DNA isolation and PCR amplification

The genomic DNA for each sample was isolated with an E.Z.N.A.® soil DNA kit (Omega Bio-tek, Norcross, GA, U.S.) according to the manufacturer’s protocol. The quality of genomic DNA was analyzed with a 1% agarose gel electrophoresis, and a NanoDrop2000 (Thermo Fisher Scientific, Waltham, MA, USA) was used for DNA concentration and purity determination. After passing the quality inspection, all the genomic DNA from different samples was used for subsequent experiments. In order to analyze the changes in the gut bacterial and fungal communities induced by cruciferous vegetables, the 16S rDNA V3-V4 variable region and Internal Transcribed Spacer (ITS) ITS1-ITS2 region amplifications were performed, and the same genomic DNA was used as the template. For 16S rDNA amplification, the primers 338F (5'-ACTCCTACGGGAGGCAGCAG-3') and 806R (5'-GGACTACHVGGGTWTCTAAT-3') were used. Besides, the primers ITS1F (5'-CTTGTTCATTTAGGAAGTAA-3') and ITS2R (5'-GCTGCGTTCTTCATCGATGC-3') were used for ITS amplification. The PCR reaction system for 16S rRNA and ITS amplifications was basically identical except for primers and is as follows: 4 μL of 5 × TransStart FastPfu Buffer, 2 μL of 2.5 mM dNTPs, 0.8 μL of 5 μM forward primer, 0.8 μL of 5 μM reverse primer, 0.4 μL of TransStart FastPfu DNA Polymerase, and 10 ng of genomic DNA. The procedure for PCR amplification was executed at 95 °C for 3 min; 27 cycles of 95 °C for 30 s, 55 °C for 30 s, and 72 °C for 30 s; followed by a stable extension at 72 °C for 10 min, and then kept at 4 °C. Three technical replicates were performed per sample, and three biological replicates were carried out for each treatment.

Illumina sequencing and sequence analysis

The PCR products were detected with a 2% agarose gel electrophoresis and the target bands were purified with the AxyPrep DNA Gel Extraction Kit (Axygen Biosciences, Union City, CA, USA).

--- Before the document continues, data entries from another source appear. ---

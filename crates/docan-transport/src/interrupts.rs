//! Scoped interrupt-suspend critical sections
//!
//! Every mutation of the receiver/transmitter lists, timers and remove-lock
//! counters happens inside such a scope. On the target an acquired guard
//! disables all interrupts and saves the prior state; the drop restores it.
//! Guards nest: the saved state is per-scope, never shared across scopes.
//!
//! The hosted implementation models the save/restore pair with a depth
//! counter so that tests can assert balanced acquisition.

use std::marker::PhantomData;
use std::sync::atomic::{AtomicU32, Ordering};

static SUSPEND_DEPTH: AtomicU32 = AtomicU32::new(0);

/// Guard holding all interrupts suspended until dropped
pub struct InterruptsSuspended {
    // ISR state must be restored on the core that saved it
    _not_send: PhantomData<*const ()>,
}

/// Suspend all interrupts for the current scope
#[must_use = "dropping the guard immediately re-enables interrupts"]
pub fn suspend() -> InterruptsSuspended {
    SUSPEND_DEPTH.fetch_add(1, Ordering::AcqRel);
    InterruptsSuspended {
        _not_send: PhantomData,
    }
}

/// Current nesting depth of interrupt suspension
#[inline]
#[must_use]
pub fn suspend_depth() -> u32 {
    SUSPEND_DEPTH.load(Ordering::Acquire)
}

impl Drop for InterruptsSuspended {
    fn drop(&mut self) {
        let prior = SUSPEND_DEPTH.fetch_sub(1, Ordering::AcqRel);
        debug_assert!(prior > 0, "unbalanced interrupt suspension");
    }
}

#[cfg(test)]
mod tests {
    use super::*;

    #[test]
    fn test_nested_suspension_restores_depth() {
        let before = suspend_depth();
        {
            let _outer = suspend();
            assert_eq!(suspend_depth(), before + 1);
            {
                let _inner = suspend();
                assert_eq!(suspend_depth(), before + 2);
            }
            assert_eq!(suspend_depth(), before + 1);
        }
        assert_eq!(suspend_depth(), before);
    }
}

After being quantified using a Quantus™ Fluorometer (Promega, USA), the purified PCR products were used for library construction with the NEXTflex™ Rapid DNA-Seq Kit (Bioo Scientific, USA) according to the manufacturer’s protocols. Finally, the amplicons from different libraries were sequenced on an Illumina Miseq PE300/NovaSeq PE250 platform (Illumina, San Diego, USA).

After sequencing, the raw data was quality controlled by removing low-quality reads using fastp software (https://github.com/OpenGene/fastp, version 0.20.0). Then the clean reads were spliced using FLASH software (http://www.cbcb.umd.edu/software/flash, version 1.2.7). The software UPARSE (http://drive5.com/uparse/, version 7.1) was used for the operational taxonomic units (OTUs) cluster and chimera removal with the 97% similarity cutoff. For 16S rDNA sequences, the species taxonomy annotation was performed using the RDP classifier (http://rdp.cme.msu.edu/, version 2.2) and the Silva 16S rRNA database (v138), with the alignment threshold set to 70%. For ITS sequences, the UNITE database 8.0 was selected for the alignment. All the bioinformatics analyses were performed using the online platform of Majorbio Cloud Platform (www.majorbio.com).

Data analysis

Each treatment was replicated three times, and the results were expressed as mean values ± SEM. One-way ANOVA followed by DMRT and a student’s t test were conducted during statistical analyses (P < 0.05).

Ethics declarations

This article does not involve any human participants and/or animals, other than the fall armyworm, S. frugiperda.